Sunday, December 31, 2006

Randomness...

2:57AM(PEI time) Sunday morning at my old room at old 6 park... My true home.... My original home. Sometimes its creepy beeing in here.... but sometimes its nice... Just to look back at any and every memory of my childhood all the way up to high school..... Shit man, if I put my bed the other way it'd look the exact same as high school. minues the posters. but shit, its all there.... Ohh yeah, now im listening to some of the old tunes, sets the mood perfectly...

Ohh Thursday, what a wicked band they are... ...

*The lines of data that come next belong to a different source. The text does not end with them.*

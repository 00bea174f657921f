#![deny(unsafe_code)]

use mimalloc::MiMalloc;

/// High-performance memory allocator for improved allocation throughput.
#[global_allocator]
static GLOBAL: MiMalloc = MiMalloc;

use std::process::ExitCode;
use std::{env, io};

fn main() -> ExitCode {
    let mut stdout = io::stdout().lock();
    let mut stderr = io::stderr().lock();
    let code = cli::run(env::args_os(), &mut stdout, &mut stderr);
    ExitCode::from(u8::try_from(code).unwrap_or(1))
}
#![deny(unsafe_code)]
#![deny(missing_docs)]
#![deny(rustdoc::broken_intra_doc_links)]

//! # Overview
//!
//! `cli` is the command-line front-end of `inplace-sync`. It treats one local
//! directory as a synchronized folder and drives the in-place update engine
//! against it:
//!
//! - `plan` hashes the local file and a target file and prints the delta plan
//!   without touching anything;
//! - `apply` runs the full update, serving pulls from the target file;
//! - `recover` resolves patch markers left in the folder's scratch directory.
//!
//! # Exit codes
//!
//! | code | meaning                                  |
//! |------|------------------------------------------|
//! | 0    | success                                  |
//! | 1    | usage, configuration or I/O error        |
//! | 2    | file not eligible for an in-place update |
//! | 3    | update or recovery aborted               |
//!
//! # Examples
//!
//! ```
//! let mut stdout = Vec::new();
//! let mut stderr = Vec::new();
//! let code = cli::run(["inplace-sync", "--version"], &mut stdout, &mut stderr);
//! assert_eq!(code, 0);
//! assert!(String::from_utf8_lossy(&stdout).contains("inplace-sync"));
//! ```

mod command;
mod error;
mod execute;
mod logging;

use std::ffi::OsString;
use std::io::Write;

pub use error::CliError;
pub use logging::init_tracing;

/// Successful run.
pub const EXIT_OK: i32 = 0;
/// Invalid arguments, unreadable configuration or I/O failure.
pub const EXIT_USAGE: i32 = 1;
/// The admission heuristic or the planner declined the file.
pub const EXIT_NOT_ELIGIBLE: i32 = 2;
/// The update or recovery stopped before completing.
pub const EXIT_ABORTED: i32 = 3;

/// Folder identifier under which `--root` is registered.
pub const FOLDER_ID: &str = "local";

/// Parses `arguments` and runs the selected command, returning the exit code.
///
/// `run` never panics on user input; every failure is written to `stderr`.
pub fn run<I, S, Out, Err>(arguments: I, stdout: &mut Out, stderr: &mut Err) -> i32
where
    I: IntoIterator<Item = S>,
    S: Into<OsString> + Clone,
    Out: Write,
    Err: Write,
{
    let matches = match command::clap_command().try_get_matches_from(arguments) {
        Ok(matches) => matches,
        Err(error) => {
            let code = if error.use_stderr() { EXIT_USAGE } else { EXIT_OK };
            let rendered = error.render().to_string();
            let _ = if error.use_stderr() {
                write!(stderr, "{rendered}")
            } else {
                write!(stdout, "{rendered}")
            };
            return code;
        }
    };

    let invocation = match command::Invocation::from_matches(&matches) {
        Ok(invocation) => invocation,
        Err(error) => {
            let _ = writeln!(stderr, "inplace-sync: {error}");
            return EXIT_USAGE;
        }
    };
    logging::init_tracing(invocation.verbosity);

    match execute::execute(&invocation, stdout) {
        Ok(code) => code,
        Err(error) => {
            let _ = writeln!(stderr, "inplace-sync: {error}");
            error.exit_code()
        }
    }
}
//! Execution order of intra-file copies.
//!
//! Every non-identity copy is a node. There is an edge `A -> B` when `B`
//! writes the block `A` reads, so `A` must run first. A block has at most
//! one writer, so each node has at most one outgoing edge: the graph is
//! functional and every weakly connected component holds at most one cycle.
//!
//! Kahn's algorithm orders the acyclic part. When it stalls, the nodes left
//! over are exactly the cycle members. For each cycle the member with the
//! lowest destination is marked to read its source from the scratch area,
//! which removes its outgoing edge and lets the rest of the cycle drain.
//! Cycles are vertex-disjoint, so one staged read per cycle is the smallest
//! number that makes the graph acyclic.
//!
//! ```text
//!  (2→1) ──▶ (1→2)          (1→2) runs first, reading live block 1
//!    ▲          │     ⇒     (2→1) then reads block 2 from scratch
//!    └──────────┘
//! ```

use std::collections::VecDeque;

use rustc_hash::FxHashMap;

use super::LocalCopy;

/// Orders `(source, dest)` pairs so that every live read precedes the write
/// that overwrites it.
///
/// Identity pairs are placed first, in input order. Destinations must be
/// unique.
#[must_use]
pub fn order_copies(pairs: &[(usize, usize)]) -> Vec<LocalCopy> {
    let mut ordered = Vec::with_capacity(pairs.len());
    let mut nodes = Vec::new();
    for &(source, dest) in pairs {
        if source == dest {
            ordered.push(LocalCopy {
                source,
                dest,
                from_scratch: false,
            });
        } else {
            nodes.push((source, dest));
        }
    }

    let writer_of: FxHashMap<usize, usize> = nodes
        .iter()
        .enumerate()
        .map(|(node, &(_, dest))| (dest, node))
        .collect();
    debug_assert_eq!(writer_of.len(), nodes.len(), "destinations must be unique");

    let mut successor: Vec<Option<usize>> = nodes
        .iter()
        .map(|&(source, _)| writer_of.get(&source).copied())
        .collect();
    let mut in_degree = vec![0usize; nodes.len()];
    for next in successor.iter().flatten() {
        in_degree[*next] += 1;
    }

    let mut from_scratch = vec![false; nodes.len()];
    let mut done = vec![false; nodes.len()];
    let mut ready: VecDeque<usize> = (0..nodes.len()).filter(|&n| in_degree[n] == 0).collect();

    // Nodes by ascending destination, consulted when Kahn stalls on a cycle.
    let mut by_dest: Vec<usize> = (0..nodes.len()).collect();
    by_dest.sort_unstable_by_key(|&node| nodes[node].1);
    let mut cursor = 0;
    let mut emitted = 0;

    while emitted < nodes.len() {
        while let Some(node) = ready.pop_front() {
            done[node] = true;
            emitted += 1;
            let (source, dest) = nodes[node];
            ordered.push(LocalCopy {
                source,
                dest,
                from_scratch: from_scratch[node],
            });
            if let Some(next) = successor[node] {
                in_degree[next] -= 1;
                if in_degree[next] == 0 {
                    ready.push_back(next);
                }
            }
        }
        if emitted == nodes.len() {
            break;
        }

        while done[by_dest[cursor]] {
            cursor += 1;
        }
        let breaker = by_dest[cursor];
        from_scratch[breaker] = true;
        if let Some(next) = successor[breaker].take() {
            in_degree[next] -= 1;
            if in_degree[next] == 0 {
                ready.push_back(next);
            }
        }
    }

    ordered
}

#[cfg(test)]
mod tests {
    use super::*;
    use proptest::prelude::*;

    fn position(order: &[LocalCopy], dest: usize) -> usize {
        order
            .iter()
            .position(|copy| copy.dest == dest)
            .expect("copy present")
    }

    fn assert_valid(order: &[LocalCopy]) {
        for reader in order.iter().filter(|copy| !copy.is_identity() && !copy.from_scratch) {
            if let Some(writer) = order
                .iter()
                .find(|copy| !copy.is_identity() && copy.dest == reader.source)
            {
                assert!(
                    position(order, reader.dest) < position(order, writer.dest),
                    "{reader:?} must run before {writer:?}"
                );
            }
        }
    }

    #[test]
    fn swap_routes_one_side_through_scratch() {
        let order = order_copies(&[(0, 0), (2, 1), (1, 2)]);
        assert_eq!(
            order,
            [
                LocalCopy {
                    source: 0,
                    dest: 0,
                    from_scratch: false,
                },
                LocalCopy {
                    source: 1,
                    dest: 2,
                    from_scratch: false,
                },
                LocalCopy {
                    source: 2,
                    dest: 1,
                    from_scratch: true,
                },
            ]
        );
        assert_valid(&order);
    }

    #[test]
    fn chain_runs_from_the_reader_end() {
        // 0 moves to 1, 1 moves to 2, 2 moves to 3: a shift right.
        let order = order_copies(&[(0, 1), (1, 2), (2, 3)]);
        let dests: Vec<usize> = order.iter().map(|copy| copy.dest).collect();
        assert_eq!(dests, [3, 2, 1]);
        assert!(order.iter().all(|copy| !copy.from_scratch));
    }

    #[test]
    fn rotation_breaks_once() {
        let order = order_copies(&[(1, 0), (2, 1), (3, 2), (0, 3)]);
        assert_eq!(order.iter().filter(|copy| copy.from_scratch).count(), 1);
        assert!(order[3].from_scratch);
        assert_valid(&order);
    }

    #[test]
    fn shared_source_readers_precede_its_writer() {
        // Block 0 is read twice and overwritten once.
        let order = order_copies(&[(0, 1), (0, 2), (3, 0)]);
        assert_valid(&order);
        assert!(order.iter().all(|copy| !copy.from_scratch));
        assert_eq!(order.last().map(|copy| copy.dest), Some(0));
    }

    #[test]
    fn disjoint_cycles_each_stage_one_read() {
        let order = order_copies(&[(1, 0), (0, 1), (3, 2), (2, 3), (5, 4)]);
        assert_eq!(order.iter().filter(|copy| copy.from_scratch).count(), 2);
        assert_valid(&order);
    }

    fn permutation_pairs() -> impl Strategy<Value = Vec<(usize, usize)>> {
        (1usize..24).prop_flat_map(|len| {
            (
                Just(len),
                prop::collection::vec(0usize..len, len),
                Just((0..len).collect::<Vec<_>>()).prop_shuffle(),
            )
        })
        .prop_map(|(len, sources, dests)| {
            // Each destination gets a source drawn from the current blocks.
            (0..len).map(|i| (sources[i], dests[i])).collect()
        })
    }

    proptest! {
        #[test]
        fn every_copy_is_emitted_once(pairs in permutation_pairs()) {
            let order = order_copies(&pairs);
            prop_assert_eq!(order.len(), pairs.len());
            let mut dests: Vec<usize> = order.iter().map(|copy| copy.dest).collect();
            dests.sort_unstable();
            let mut expected: Vec<usize> = pairs.iter().map(|&(_, dest)| dest).collect();
            expected.sort_unstable();
            prop_assert_eq!(dests, expected);
        }

        #[test]
        fn live_reads_precede_overwrites(pairs in permutation_pairs()) {
            let order = order_copies(&pairs);
            assert_valid(&order);
        }
    }
}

Holy Crap man Im soo baked... I 've been spacing out for longs periods of time now... its only 3:30 now, but realy , I haven't written much in half an hour...

So yeah, i've been thinking here, trying to think on 1 or any really speicific subject to talk about, but all I can really think of is Emily right now. But I don't really want to talk about her, because in only 5 days I wont be able to see her until... god knows when, maybe never..... It really really sucks because Ireally really do like her... Like more then she knows, or wants to believe.... I know she doesnt want me to want her, but I can't help it. I really can't... Shes all I want in a woman...Shes just so perfect in all the ways I want... But its not just how much I want her, its how much we match... we just fit perfectly together... I've been trying to explain that to her every time I talk to her, just how every little thing we do together fits right. I feel good when I'm around her. I can't explain much more then that really... Anyway, I'm really hoping that we do get to see each other before we go our ways, because I reallyneed to talk to her and just say some things that I need to get off my chest... She did that once to me, and to be honest(I dont think she knows this yet, but will after reading this) it really really shattered me. You know what day that was. When you gave me that folder. Told me you were over me... Oh if only you knew what bad times I was going threw then, would you of still ripped my heart out? Well so you'll find out, I didn't get over then, and I'm still not over you now. I love you now as I did then, and I can only try my hardest to get you back again someday.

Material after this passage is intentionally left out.